Boston federal judge scrutinizes RFK Jr. vaccine-policy overhaul as medical groups seek immediate court intervention

A fast-moving legal fight over federal vaccine policy is unfolding in Boston
A federal courtroom in Boston has become the central venue for a widening challenge to vaccine-policy decisions made under Health and Human Services Secretary Robert F. Kennedy Jr., with medical and public health organizations asking a judge to halt or unwind several actions they say were taken outside required federal processes.
The litigation, filed in U.S. District Court in Massachusetts, initially focused on a directive issued in May 2025 that removed COVID-19 vaccination recommendations for healthy children and pregnant people from federal guidance. Plaintiffs include major physician and public health groups and an unnamed pregnant physician, and the suit seeks court-ordered restoration of prior recommendations.
What plaintiffs are asking the court to do
The case has expanded beyond the May 2025 directive. By early 2026, the challenge encompassed additional disputes over changes affecting the federal infrastructure used to evaluate and recommend vaccines, including the composition and role of the Advisory Committee on Immunization Practices, the panel that advises the Centers for Disease Control and Prevention on immunization policy.
In February 2026, the presiding judge, Brian E. Murphy, held arguments as the plaintiffs pressed for urgent relief on a compressed timeline, citing upcoming federal advisory activity and the practical effects that guidance changes can have on clinical practice, public messaging, and access pathways that often track federal recommendations.
- The lawsuit targets the legality of shifting recommendations without the customary evidentiary review and advisory processes.
- It also contests broader structural changes to how vaccine guidance is developed and adopted at the federal level.
- Plaintiffs have sought injunctive relief designed to pause implementation while the court considers the merits.
The judge at the center: Brian E. Murphy
Murphy is also known for rulings that have constrained the Trump administration on immigration policy. In separate proceedings, he issued orders limiting removals to “third countries” without notice and a meaningful opportunity for individuals to raise fears of persecution or torture—decisions that were viewed as significant judicial setbacks for the administration’s deportation strategy.
That background has drawn heightened attention to Murphy’s handling of the vaccine case, which similarly turns on questions of process, statutory authority, and the extent of executive-branch discretion under federal administrative law.
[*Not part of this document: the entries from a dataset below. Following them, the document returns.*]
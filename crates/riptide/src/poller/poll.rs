use std::{collections::HashMap, io, os::fd::RawFd, ptr, sync::Arc};

use tracing::{error, trace};

use crate::{
    channel::{Channel, EventMask},
    poller::{INDEX_NEW, Poller},
    timestamp::Timestamp,
};

/// Array-scan poller backed by `poll(2)`.
///
/// Every registered channel owns one slot in the pollfd array; the channel's
/// registration index is its slot position. A channel with zero interest
/// keeps its slot but stores `-fd - 1` there, which hides the entry from the
/// kernel without reshuffling everyone else's indices.
pub struct PollPoller {
    poll_fds: Vec<libc::pollfd>,
    channels: HashMap<RawFd, Arc<Channel>>,
}

impl PollPoller {
    pub fn new() -> Self {
        PollPoller {
            poll_fds: Vec::new(),
            channels: HashMap::new(),
        }
    }

    fn owns(&self, channel: &Channel) -> bool {
        self.channels
            .get(&channel.fd())
            .is_some_and(|known| ptr::eq(Arc::as_ptr(known), channel))
    }
}

impl Default for PollPoller {
    fn default() -> Self {
        Self::new()
    }
}

impl Poller for PollPoller {
    fn poll(&mut self, timeout_ms: i32, active_channels: &mut Vec<Arc<Channel>>) -> Timestamp {
        let num_events = unsafe {
            libc::poll(
                self.poll_fds.as_mut_ptr(),
                self.poll_fds.len() as libc::nfds_t,
                timeout_ms,
            )
        };
        let saved = io::Error::last_os_error();
        let now = Timestamp::now();

        if num_events > 0 {
            let mut remaining = num_events;
            for poll_fd in &self.poll_fds {
                if remaining == 0 {
                    break;
                }
                if poll_fd.revents > 0 {
                    remaining -= 1;
                    if let Some(channel) = self.channels.get(&poll_fd.fd) {
                        channel.set_revents(EventMask::from_poll_revents(poll_fd.revents));
                        active_channels.push(channel.clone());
                    }
                }
            }
        } else if num_events == 0 {
            trace!("poll timed out, nothing happened");
        } else if saved.raw_os_error() != Some(libc::EINTR) {
            error!(err = %saved, "poll failed");
        }

        now
    }

    fn update_channel(&mut self, channel: &Arc<Channel>) {
        trace!(fd = channel.fd(), interest = ?channel.interest(), index = channel.index(), "updating channel");
        if channel.index() < 0 {
            self.poll_fds.push(libc::pollfd {
                fd: channel.fd(),
                events: channel.interest().to_poll_events(),
                revents: 0,
            });
            channel.set_index(self.poll_fds.len() as i32 - 1);
            self.channels.insert(channel.fd(), channel.clone());
        } else {
            if !self.owns(channel) {
                return;
            }
            let index = channel.index() as usize;
            if index >= self.poll_fds.len() {
                return;
            }
            let poll_fd = &mut self.poll_fds[index];
            if poll_fd.fd == channel.fd() || poll_fd.fd == -channel.fd() - 1 {
                poll_fd.fd = channel.fd();
                poll_fd.events = channel.interest().to_poll_events();
                poll_fd.revents = 0;
                if channel.is_none_event() {
                    // keep the slot, hide it from the kernel
                    poll_fd.fd = -channel.fd() - 1;
                }
            }
        }
    }

    fn remove_channel(&mut self, channel: &Channel) {
        if !self.owns(channel) {
            return;
        }
        let index = channel.index();
        if index < 0 || index as usize >= self.poll_fds.len() {
            return;
        }
        let index = index as usize;

        self.channels.remove(&channel.fd());
        if index == self.poll_fds.len() - 1 {
            self.poll_fds.pop();
        } else {
            // compact by swapping the tail slot in, then repoint its channel
            let last = self.poll_fds.len() - 1;
            self.poll_fds.swap(index, last);
            self.poll_fds.pop();
            let mut moved_fd = self.poll_fds[index].fd;
            if moved_fd < 0 {
                moved_fd = -moved_fd - 1;
            }
            if let Some(moved) = self.channels.get(&moved_fd) {
                moved.set_index(index as i32);
            }
        }
        channel.set_index(INDEX_NEW);
    }

    fn has_channel(&self, channel: &Channel) -> bool {
        self.owns(channel)
    }
}

#[cfg(test)]
mod tests {
    use std::os::fd::{AsRawFd, OwnedFd};

    use super::*;
    use crate::event_loop::EventLoop;

    fn pipe_pair() -> (OwnedFd, OwnedFd) {
        let mut fds = [0; 2];
        assert_eq!(unsafe { libc::pipe2(fds.as_mut_ptr(), libc::O_NONBLOCK) }, 0);
        unsafe {
            use std::os::fd::FromRawFd;
            (OwnedFd::from_raw_fd(fds[0]), OwnedFd::from_raw_fd(fds[1]))
        }
    }

    #[test]
    fn slot_compaction_repoints_the_moved_channel() {
        // the loop is only needed to construct channels, this test drives
        // the poller directly
        let event_loop = EventLoop::new();
        let mut poller = PollPoller::new();

        let (read_a, _write_a) = pipe_pair();
        let (read_b, write_b) = pipe_pair();

        let first = Channel::new(&event_loop, read_a.as_raw_fd());
        let second = Channel::new(&event_loop, read_b.as_raw_fd());
        for channel in [&first, &second] {
            channel.set_interest(EventMask::READ_EVENT);
            poller.update_channel(channel);
        }
        assert_eq!(first.index(), 0);
        assert_eq!(second.index(), 1);
        assert!(poller.has_channel(&first));

        // removing the front slot swaps the tail into its place
        first.set_interest(EventMask::empty());
        poller.update_channel(&first);
        poller.remove_channel(&first);
        assert_eq!(first.index(), INDEX_NEW);
        assert_eq!(second.index(), 0);
        assert!(!poller.has_channel(&first));
        assert!(poller.has_channel(&second));

        // and the survivor still polls readable
        assert_eq!(unsafe { libc::write(write_b.as_raw_fd(), b"x".as_ptr().cast(), 1) }, 1);
        let mut active = Vec::new();
        poller.poll(100, &mut active);
        assert_eq!(active.len(), 1);
        assert_eq!(active[0].fd(), read_b.as_raw_fd());
    }
}
use std::{
    io,
    net::SocketAddr,
    os::fd::{FromRawFd, OwnedFd},
    sync::{
        Arc, Mutex,
        atomic::{AtomicBool, Ordering},
    },
};

use tracing::{error, info, warn};

use crate::{
    channel::Channel,
    event_loop::EventLoop,
    sockets::{self, Socket},
};

pub type NewConnectionCallback = Box<dyn Fn(Socket, SocketAddr) + Send + Sync>;

/// Turns listen-socket readiness into accepted connections on the base loop.
///
/// The acceptor binds at construction; `listen` arms the channel. Each
/// readiness event accepts one connection and hands the already-non-blocking
/// fd to the new-connection callback (the server's entry point). Without a
/// callback installed the fd is closed on the spot.
pub struct Acceptor {
    owner_loop: Arc<EventLoop>,
    accept_socket: Socket,
    accept_channel: Arc<Channel>,
    // reserve fd burned to accept-and-close when the process runs out of fds
    idle_fd: Mutex<Option<OwnedFd>>,
    listening: AtomicBool,
    new_connection_callback: Mutex<Option<NewConnectionCallback>>,
}

impl Acceptor {
    pub fn new(owner_loop: &Arc<EventLoop>, listen_addr: SocketAddr, reuse_port: bool) -> Arc<Acceptor> {
        let accept_socket = Socket::new_nonblocking();
        accept_socket.set_reuse_addr(true);
        if reuse_port {
            accept_socket.set_reuse_port(true);
        }
        accept_socket.bind_address(listen_addr);

        let accept_channel = Channel::new(owner_loop, accept_socket.fd());
        let acceptor = Arc::new(Acceptor {
            owner_loop: owner_loop.clone(),
            accept_socket,
            accept_channel,
            idle_fd: Mutex::new(open_idle_fd()),
            listening: AtomicBool::new(false),
            new_connection_callback: Mutex::new(None),
        });

        let weak = Arc::downgrade(&acceptor);
        acceptor.accept_channel.set_read_callback(move |_| {
            if let Some(acceptor) = weak.upgrade() {
                acceptor.handle_read();
            }
        });
        acceptor
    }

    pub fn set_new_connection_callback(&self, cb: impl Fn(Socket, SocketAddr) + Send + Sync + 'static) {
        *self.new_connection_callback.lock().unwrap() = Some(Box::new(cb));
    }

    pub fn listening(&self) -> bool {
        self.listening.load(Ordering::Acquire)
    }

    /// Address the listen socket is actually bound to, useful when binding
    /// port 0.
    pub fn local_addr(&self) -> SocketAddr {
        sockets::local_addr(self.accept_socket.fd())
    }

    /// Starts listening and arms the accept channel. Must run on the owning
    /// loop's thread.
    pub fn listen(&self) {
        self.owner_loop.assert_in_loop_thread();
        self.listening.store(true, Ordering::Release);
        self.accept_socket.listen();
        self.accept_channel.enable_reading();
        info!(fd = self.accept_socket.fd(), addr = %self.local_addr(), "listening");
    }

    fn handle_read(&self) {
        self.owner_loop.assert_in_loop_thread();
        match self.accept_socket.accept() {
            Ok((socket, peer_addr)) => {
                let callback = self.new_connection_callback.lock().unwrap();
                if let Some(callback) = callback.as_ref() {
                    callback(socket, peer_addr);
                } else {
                    warn!(%peer_addr, "no new-connection callback, closing the accepted fd");
                }
            }
            Err(err) if err.raw_os_error() == Some(libc::EMFILE) => {
                warn!("accept hit the process fd limit, shedding one connection");
                self.shed_one_connection();
            }
            Err(err) if err.kind() == io::ErrorKind::WouldBlock => {}
            Err(err) => error!(%err, "accept failed"),
        }
    }

    /// Frees the reserve fd, accepts the pending connection just to close
    /// it, then takes the reserve back. The peer sees a clean close instead
    /// of a connection parked forever in the backlog.
    fn shed_one_connection(&self) {
        let mut idle_fd = self.idle_fd.lock().unwrap();
        if idle_fd.take().is_none() {
            return;
        }
        if let Ok((socket, peer_addr)) = self.accept_socket.accept() {
            info!(%peer_addr, "closed a connection over the fd limit");
            drop(socket);
        }
        *idle_fd = open_idle_fd();
    }
}

impl Drop for Acceptor {
    fn drop(&mut self) {
        if self.owner_loop.is_in_loop_thread() {
            self.accept_channel.disable_all();
            self.accept_channel.remove();
        } else {
            // unregister on the owning loop; the channel handle keeps the
            // bookkeeping alive until the task runs
            let accept_channel = self.accept_channel.clone();
            self.owner_loop.run_in_loop(move || {
                accept_channel.disable_all();
                accept_channel.remove();
            });
        }
    }
}

fn open_idle_fd() -> Option<OwnedFd> {
    let fd = unsafe { libc::open(c"/dev/null".as_ptr(), libc::O_RDONLY | libc::O_CLOEXEC) };
    if fd < 0 {
        warn!(err = %io::Error::last_os_error(), "couldn't reserve an idle fd");
        None
    } else {
        Some(unsafe { OwnedFd::from_raw_fd(fd) })
    }
}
Policy ripple effects beyond the courtroom
The dispute is playing out amid diverging state and federal approaches to vaccine access. In Massachusetts, state officials moved in 2025 to require health insurers to cover vaccines recommended by the state’s public health leadership even if federal recommendations narrow, an approach designed to reduce disruptions for residents seeking immunizations.
At stake is whether major federal vaccine guidance can be narrowed or restructured without the conventional pathways that historically shape national immunization policy.
What comes next
Murphy has not issued a final, comprehensive ruling resolving the full scope of the case. The court’s next steps are expected to address whether immediate restraints are warranted while the underlying legal claims—focused on procedure, authority, and administrative requirements—are litigated to conclusion.